WASHINGTON - The 14 so-called "high-value'' detainees who were transferred from secret CIA prisons to Guantanamo Bay last year, including Canadian Omar Khadr, have all been declared enemy combatants and are subject to trial, the Pentagon announced Thursday.

Deputy Defence Secretary Gordon England has approved the "enemy combatant'' designation for all 14, after reviewing recommendations from their Combatant Status Review Tribunals, which took place over the last six months. Pentagon spokesman Bryan Whitman would not say Thursday when England made the decisions, but indicated that they were done over a period of time.

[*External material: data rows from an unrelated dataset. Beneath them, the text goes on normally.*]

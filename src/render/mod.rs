//! Document report rendering.
//!
//! The format follows the output file extension: `.html`/`.htm` renders a
//! self-contained, print-paginated HTML page and `.md`/`.markdown` renders
//! Markdown. Rendering is a pure function of `ReportInput`; only
//! `write_report` touches the file system.

mod html;
mod markdown;

use std::{fs, path::Path};

use tracing::debug;

use crate::{
    core::{Analysis, AnalysisError, Classification, Finding, Occurrence, OccurrenceKind},
    issues::{Issue, Report, ReportLocation},
    utils::{Excerpt, excerpt},
};

pub const REPORT_TITLE: &str = "LaTeX Acronym Analysis Report";

#[derive(Debug, Clone, Copy, PartialEq, Eq)]
pub enum ReportFormat {
    Html,
    Markdown,
}

impl ReportFormat {
    /// Format for `path`'s extension (case-insensitive), if supported.
    pub fn from_path(path: &Path) -> Option<Self> {
        let ext = path.extension()?.to_str()?.to_ascii_lowercase();
        match ext.as_str() {
            "html" | "htm" => Some(ReportFormat::Html),
            "md" | "markdown" => Some(ReportFormat::Markdown),
            _ => None,
        }
    }
}

/// Run metadata shown in the summary table.
#[derive(Debug, Clone, PartialEq, Eq)]
pub struct RunSummary {
    pub entry: String,
    pub files: Vec<String>,
    pub glossary_entries: usize,
    pub occurrences: usize,
    pub threshold: usize,
    pub generated_at: String,
}

/// Everything a report is rendered from.
pub struct ReportInput<'a> {
    pub analysis: &'a Analysis,
    pub summary: RunSummary,
    /// Non-fatal issues for the Notes section.
    pub notes: Vec<&'a Issue>,
    /// Locations listed per acronym before "and N more".
    pub max_locations: usize,
}

impl ReportInput<'_> {
    fn summary_rows(&self) -> Vec<(&'static str, usize)> {
        let count = |c: Classification| self.analysis.with_classification(c).count();
        let typed_occurrences: usize = self
            .analysis
            .with_classification(Classification::InconsistentTypedForm)
            .map(Finding::count)
            .sum();

        vec![
            ("Files analyzed", self.summary.files.len()),
            ("Glossary entries", self.summary.glossary_entries),
            ("Acronym occurrences", self.summary.occurrences),
            (
                "Not in glossary, used informally",
                count(Classification::UndefinedInformal),
            ),
            ("In glossary, but full form typed out", typed_occurrences),
            ("Used consistently", count(Classification::Consistent)),
            ("Defined but never used", self.analysis.unused_entries.len()),
            ("Notes", self.notes.len()),
        ]
    }
}

/// Render the report as a string.
pub fn render(input: &ReportInput<'_>, format: ReportFormat) -> String {
    match format {
        ReportFormat::Html => html::render(input),
        ReportFormat::Markdown => markdown::render(input),
    }
}

/// Render in the format chosen by `path` and write the file.
///
/// Unknown extensions fall back to HTML; configuration validation normally
/// rejects them before a run starts.
pub fn write_report(path: &Path, input: &ReportInput<'_>) -> Result<ReportFormat, AnalysisError> {
    let format = ReportFormat::from_path(path).unwrap_or(ReportFormat::Html);
    let content = render(input, format);
    fs::write(path, content).map_err(|source| AnalysisError::Render {
        path: path.to_path_buf(),
        source,
    })?;
    debug!(path = %path.display(), ?format, "report written");
    Ok(format)
}

/// First `max` occurrences of a finding and how many were left out.
fn sample(finding: &Finding, max: usize) -> (&[Occurrence], usize) {
    let shown = finding.occurrences.len().min(max);
    (
        &finding.occurrences[..shown],
        finding.occurrences.len() - shown,
    )
}

/// Short label for an occurrence in the location lists.
fn occurrence_label(occurrence: &Occurrence) -> String {
    match &occurrence.kind {
        OccurrenceKind::TypedFullForm { text } => format!("typed \"{}\"", text),
        kind => kind.to_string(),
    }
}

/// Excerpt of the occurrence's line with the matched text as the hit.
///
/// A parenthetical mention also highlights its expansion when it directly
/// precedes the parentheses.
fn occurrence_excerpt(occurrence: &Occurrence) -> Excerpt {
    let ctx = &occurrence.context;
    let chars: Vec<char> = ctx.source_line.chars().collect();
    let col = ctx.col();

    let (start, len) = match &occurrence.kind {
        OccurrenceKind::TypedFullForm { text } | OccurrenceKind::ShortForm { text } => {
            (col, text.chars().count())
        }
        OccurrenceKind::GlossaryReference { .. } => (col, closing_len(&chars, col, '}')),
        OccurrenceKind::ParentheticalMention { expansion } => {
            let start = expansion
                .as_deref()
                .and_then(|e| expansion_start(&chars, col, e))
                .unwrap_or(col);
            (start, col - start + closing_len(&chars, col, ')'))
        }
    };
    excerpt(&ctx.source_line, start, len)
}

/// Characters from `col` up to and including the next `close`.
fn closing_len(chars: &[char], col: usize, close: char) -> usize {
    let from = col.saturating_sub(1).min(chars.len());
    chars[from..]
        .iter()
        .position(|&c| c == close)
        .map_or(0, |i| i + 1)
}

/// Column where `expansion` starts if only whitespace separates it from `col`.
fn expansion_start(chars: &[char], col: usize, expansion: &str) -> Option<usize> {
    let before: String = chars[..col.saturating_sub(1).min(chars.len())]
        .iter()
        .collect();
    let trimmed = before.trim_end();
    if expansion.is_empty() || !trimmed.ends_with(expansion) {
        return None;
    }
    Some(trimmed.chars().count() - expansion.chars().count() + 1)
}

/// `path:line:col` (or just the path) plus message for a Notes entry.
fn note_parts(issue: &Issue) -> (String, String) {
    let location = match issue.location() {
        ReportLocation::Source(ctx) => ctx.location.to_string(),
        ReportLocation::File { path } => path.to_string(),
    };
    let mut message = issue.message();
    if let Some(details) = issue.details() {
        message.push_str(&format!(" ({})", details));
    }
    (location, message)
}
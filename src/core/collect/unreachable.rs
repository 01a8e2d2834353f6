use std::{collections::HashSet, path::Path};

use glob::Pattern;
use walkdir::{DirEntry, WalkDir};

use super::{DocumentSet, display_path};
use crate::core::error::AnalysisError;

/// `.tex` files under `root` that were not collected, sorted by path.
///
/// Hidden directories are not descended into, and paths matching one of
/// `excludes` are ignored. Included files that could not be read (`skipped`)
/// were reached and are not reported.
pub fn find_unreachable_files(
    root: &Path,
    documents: &DocumentSet,
    skipped: &[AnalysisError],
    excludes: &[Pattern],
) -> Vec<String> {
    let skipped_paths = skipped.iter().filter_map(|err| match err {
        AnalysisError::Unreadable { path, .. } => Some(path.as_path()),
        _ => None,
    });
    let collected: HashSet<_> = documents
        .files()
        .iter()
        .map(|f| f.full_path.as_path())
        .chain(skipped_paths)
        .filter_map(|path| path.canonicalize().ok())
        .collect();

    let mut unreachable: Vec<String> = WalkDir::new(root)
        .sort_by_file_name()
        .into_iter()
        .filter_entry(|entry| entry.depth() == 0 || !is_hidden(entry))
        .filter_map(Result::ok)
        .filter(|entry| entry.file_type().is_file())
        .filter(|entry| entry.path().extension().is_some_and(|ext| ext == "tex"))
        .filter(|entry| {
            entry
                .path()
                .canonicalize()
                .map(|p| !collected.contains(&p))
                .unwrap_or(false)
        })
        .map(|entry| display_path(root, entry.path()))
        .filter(|path| !excludes.iter().any(|p| p.matches(path)))
        .collect();

    unreachable.sort();
    unreachable
}

fn is_hidden(entry: &DirEntry) -> bool {
    entry
        .file_name()
        .to_str()
        .is_some_and(|name| name.starts_with('.'))
}
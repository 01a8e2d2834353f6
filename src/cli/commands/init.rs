use std::{fs, path::Path};

use anyhow::Result;

use super::{CommandResult, CommandSummary, InitSummary, helper::finish};
use crate::config::{CONFIG_FILE_NAME, default_config_json};

/// Write a default `.acrolintrc.json` into `dir`.
///
/// An existing file is left untouched and reported as a failure.
pub fn init(dir: &Path) -> Result<CommandResult> {
    let config_path = dir.join(CONFIG_FILE_NAME);

    let summary = if config_path.exists() {
        InitSummary {
            created: false,
            error: Some(format!("{} already exists", CONFIG_FILE_NAME)),
        }
    } else {
        fs::write(&config_path, default_config_json()?)?;
        InitSummary {
            created: true,
            error: None,
        }
    };

    Ok(finish(CommandSummary::Init(summary), Vec::new(), true))
}
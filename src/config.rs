use std::{
    fs,
    path::{Path, PathBuf},
};

use anyhow::{Context, Ok, Result, bail};
use glob::Pattern;
use serde::{Deserialize, Serialize};

use crate::{core::glossary::DuplicatePolicy, render::ReportFormat};

pub const CONFIG_FILE_NAME: &str = ".acrolintrc.json";

/// Parenthesised Roman numerals are numbering ("Part (II)"), not acronyms.
pub const ROMAN_NUMERALS: &[&str] = &[
    "I", "II", "III", "IV", "V", "VI", "VII", "VIII", "IX", "X", "XI", "XII", "XIII", "XIV", "XV",
    "XVI", "XVII", "XVIII", "XIX", "XX",
];

#[derive(Debug, Clone, Deserialize, Serialize)]
#[serde(rename_all = "camelCase")]
pub struct Config {
    #[serde(default = "default_entry_file")]
    pub entry_file: String,
    #[serde(default = "default_root_dir")]
    pub root_dir: String,
    #[serde(default = "default_output")]
    pub output: String,
    #[serde(default = "default_informal_threshold")]
    pub informal_threshold: usize,
    #[serde(default)]
    pub duplicate_definitions: DuplicatePolicy,
    #[serde(default)]
    pub scan_preamble: bool,
    #[serde(default = "default_ignored_acronyms")]
    pub ignored_acronyms: Vec<String>,
    #[serde(default = "default_max_locations")]
    pub max_locations: usize,
    #[serde(default)]
    pub excludes: Vec<String>,
}

fn default_entry_file() -> String {
    "main.tex".to_string()
}

fn default_root_dir() -> String {
    "./".to_string()
}

fn default_output() -> String {
    "acronym_report.html".to_string()
}

fn default_informal_threshold() -> usize {
    crate::core::analyzer::DEFAULT_INFORMAL_THRESHOLD
}

fn default_ignored_acronyms() -> Vec<String> {
    ROMAN_NUMERALS.iter().map(|s| s.to_string()).collect()
}

fn default_max_locations() -> usize {
    5
}

impl Default for Config {
    fn default() -> Self {
        Self {
            entry_file: default_entry_file(),
            root_dir: default_root_dir(),
            output: default_output(),
            informal_threshold: default_informal_threshold(),
            duplicate_definitions: DuplicatePolicy::default(),
            scan_preamble: false,
            ignored_acronyms: default_ignored_acronyms(),
            max_locations: default_max_locations(),
            excludes: Vec::new(),
        }
    }
}

impl Config {
    /// Validate configuration values.
    ///
    /// Rejects zero counts, invalid glob patterns in `excludes` and output
    /// files whose extension has no report format.
    pub fn validate(&self) -> Result<()> {
        if self.informal_threshold == 0 {
            bail!("'informalThreshold' must be at least 1");
        }
        if self.max_locations == 0 {
            bail!("'maxLocations' must be at least 1");
        }

        for pattern in &self.excludes {
            Pattern::new(pattern)
                .with_context(|| format!("Invalid glob pattern in 'excludes': \"{}\"", pattern))?;
        }

        if ReportFormat::from_path(Path::new(&self.output)).is_none() {
            bail!(
                "Unsupported report format for 'output': \"{}\" (expected .html, .htm, .md or .markdown)",
                self.output
            );
        }

        Ok(())
    }

    /// Compiled `excludes` patterns. Call after `validate`.
    pub fn exclude_patterns(&self) -> Result<Vec<Pattern>> {
        self.excludes
            .iter()
            .map(|p| {
                Pattern::new(p)
                    .with_context(|| format!("Invalid glob pattern in 'excludes': \"{}\"", p))
            })
            .collect()
    }
}

pub fn default_config_json() -> Result<String> {
    let config = Config::default();
    serde_json::to_string_pretty(&config).context("Failed to generate default config.")
}

pub fn find_config_file(start_dir: &Path) -> Option<PathBuf> {
    // A relative start like "." cannot be popped towards its parents.
    let mut current = start_dir
        .canonicalize()
        .unwrap_or_else(|_| start_dir.to_path_buf());

    loop {
        let config_path = current.join(CONFIG_FILE_NAME);
        if config_path.exists() {
            return Some(config_path);
        }
        if current.join(".git").exists() {
            return None;
        }
        if !current.pop() {
            return None;
        }
    }
}

/// Result of loading configuration.
pub struct ConfigLoadResult {
    pub config: Config,
    /// True if config was loaded from a file, false if using defaults.
    pub from_file: bool,
}

pub fn load_config(start_dir: &Path) -> Result<ConfigLoadResult> {
    match find_config_file(start_dir) {
        Some(path) => {
            let content = fs::read_to_string(&path)
                .with_context(|| format!("Failed to read config file: {:?}", path))?;
            let config: Config = serde_json::from_str(&content)
                .with_context(|| format!("Failed to parse config file: {:?}", path))?;
            config.validate()?;
            Ok(ConfigLoadResult {
                config,
                from_file: true,
            })
        }
        None => Ok(ConfigLoadResult {
            config: Config::default(),
            from_file: false,
        }),
    }
}

#[cfg(test)]
mod tests {
    use crate::config::*;
    use std::fs::File;
    use tempfile::tempdir;

    #[test]
    fn test_default_config() {
        let config = Config::default();
        assert_eq!(config.entry_file, "main.tex");
        assert_eq!(config.root_dir, "./");
        assert_eq!(config.output, "acronym_report.html");
        assert_eq!(config.informal_threshold, 2);
        assert_eq!(config.duplicate_definitions, DuplicatePolicy::LastWins);
        assert!(!config.scan_preamble);
        assert_eq!(config.ignored_acronyms.len(), 20);
        assert_eq!(config.max_locations, 5);
        assert!(config.excludes.is_empty());
        assert!(config.validate().is_ok());
    }

    #[test]
    fn test_parse_config() {
        let json = r#"{
              "entryFile": "thesis.tex",
              "informalThreshold": 3,
              "duplicateDefinitions": "first-wins",
              "excludes": ["drafts/**"]
          }"#;
        let config: Config = serde_json::from_str(json).unwrap();
        assert_eq!(config.entry_file, "thesis.tex");
        assert_eq!(config.informal_threshold, 3);
        assert_eq!(config.duplicate_definitions, DuplicatePolicy::FirstWins);
        assert_eq!(config.excludes, vec!["drafts/**"]);
    }

    #[test]
    fn test_partial_config() {
        let json = r#"{ "scanPreamble": true }"#;
        let config: Config = serde_json::from_str(json).unwrap();

        assert!(config.scan_preamble);
        assert_eq!(config.entry_file, default_entry_file());
        assert_eq!(config.ignored_acronyms, default_ignored_acronyms());
    }

    #[test]
    fn test_find_config_file() {
        let dir = tempdir().unwrap();
        let sub_dir = dir.path().join("chapters").join("intro");
        fs::create_dir_all(&sub_dir).unwrap();

        let config_path = dir.path().join(CONFIG_FILE_NAME);
        File::create(&config_path).unwrap();

        let found = find_config_file(&sub_dir);
        assert_eq!(found, Some(config_path.canonicalize().unwrap()));
    }

    #[test]
    fn test_find_config_not_found() {
        let dir = tempdir().unwrap();
        fs::create_dir(dir.path().join(".git")).unwrap();

        assert!(find_config_file(dir.path()).is_none());
    }

    #[test]
    fn test_load_config_from_file() {
        let dir = tempdir().unwrap();
        fs::write(
            dir.path().join(CONFIG_FILE_NAME),
            r#"{ "output": "acronyms.md", "maxLocations": 2 }"#,
        )
        .unwrap();

        let result = load_config(dir.path()).unwrap();
        assert!(result.from_file);
        assert_eq!(result.config.output, "acronyms.md");
        assert_eq!(result.config.max_locations, 2);
    }

    #[test]
    fn test_load_config_default_when_not_found() {
        let dir = tempdir().unwrap();
        fs::create_dir(dir.path().join(".git")).unwrap();

        let result = load_config(dir.path()).unwrap();
        assert!(!result.from_file);
        assert_eq!(result.config.entry_file, "main.tex");
    }

    #[test]
    fn test_validate_zero_threshold() {
        let config = Config {
            informal_threshold: 0,
            ..Default::default()
        };
        let err = config.validate().unwrap_err();
        assert!(err.to_string().contains("informalThreshold"));
    }

    #[test]
    fn test_validate_zero_max_locations() {
        let config = Config {
            max_locations: 0,
            ..Default::default()
        };
        let err = config.validate().unwrap_err();
        assert!(err.to_string().contains("maxLocations"));
    }

    #[test]
    fn test_validate_invalid_exclude_pattern() {
        let config = Config {
            excludes: vec!["[invalid".to_string()],
            ..Default::default()
        };
        let err = config.validate().unwrap_err();
        assert!(err.to_string().contains("excludes"));
    }

    #[test]
    fn test_validate_unsupported_output() {
        let config = Config {
            output: "report.pdf".to_string(),
            ..Default::default()
        };
        let err = config.validate().unwrap_err();
        assert!(err.to_string().contains("report.pdf"));

        let config = Config {
            output: "report.markdown".to_string(),
            ..Default::default()
        };
        assert!(config.validate().is_ok());
    }

    #[test]
    fn test_load_config_with_invalid_value_fails() {
        let dir = tempdir().unwrap();
        fs::write(
            dir.path().join(CONFIG_FILE_NAME),
            r#"{ "informalThreshold": 0 }"#,
        )
        .unwrap();

        assert!(load_config(dir.path()).is_err());
    }

    #[test]
    fn test_serialization_uses_camel_case() {
        let json = default_config_json().unwrap();
        assert!(json.contains("\"entryFile\": \"main.tex\""));
        assert!(json.contains("\"duplicateDefinitions\": \"last-wins\""));
        assert!(json.contains("\"ignoredAcronyms\""));
        assert!(!json.contains("entry_file"));
    }
}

The detainees, including suspected planners of the Sept. 11 attacks, the USS Cole bombing and the 1998 bombings of U.S. embassies in Kenya and Tanzania, will now be thrust into a military trial system mired in legal challenges and hampered by lengthy delays.

England's ruling now allows the 14 to be held indefinitely at the detention centre and put on trial for war crimes.

But the trial system itself remains under challenge and it has been called into question by recent court rulings, including a decision by one military judge to throw out a case against Khadr over the wording of the "enemy combatant'' designation.

That judge, Army Col. Peter Brownback, said he had no choice but to throw out the case against terror Khadr because he had been classified as an "enemy combatant'' by a military panel years earlier _ and not as an "alien unlawful enemy combatant.''

He said the Military Commissions Act, signed by U.S. President George W. Bush last year, says only those classified as "unlawful'' enemy combatants can face war trials here.

Khadr, now 20, was captured when he was a 15 years old during a firefight with U.S. forces in Afghanistan in 2002. He was charged with homicide for allegedly throwing a grenade that killed a U.S. army medic during the battle in which he was also wounded.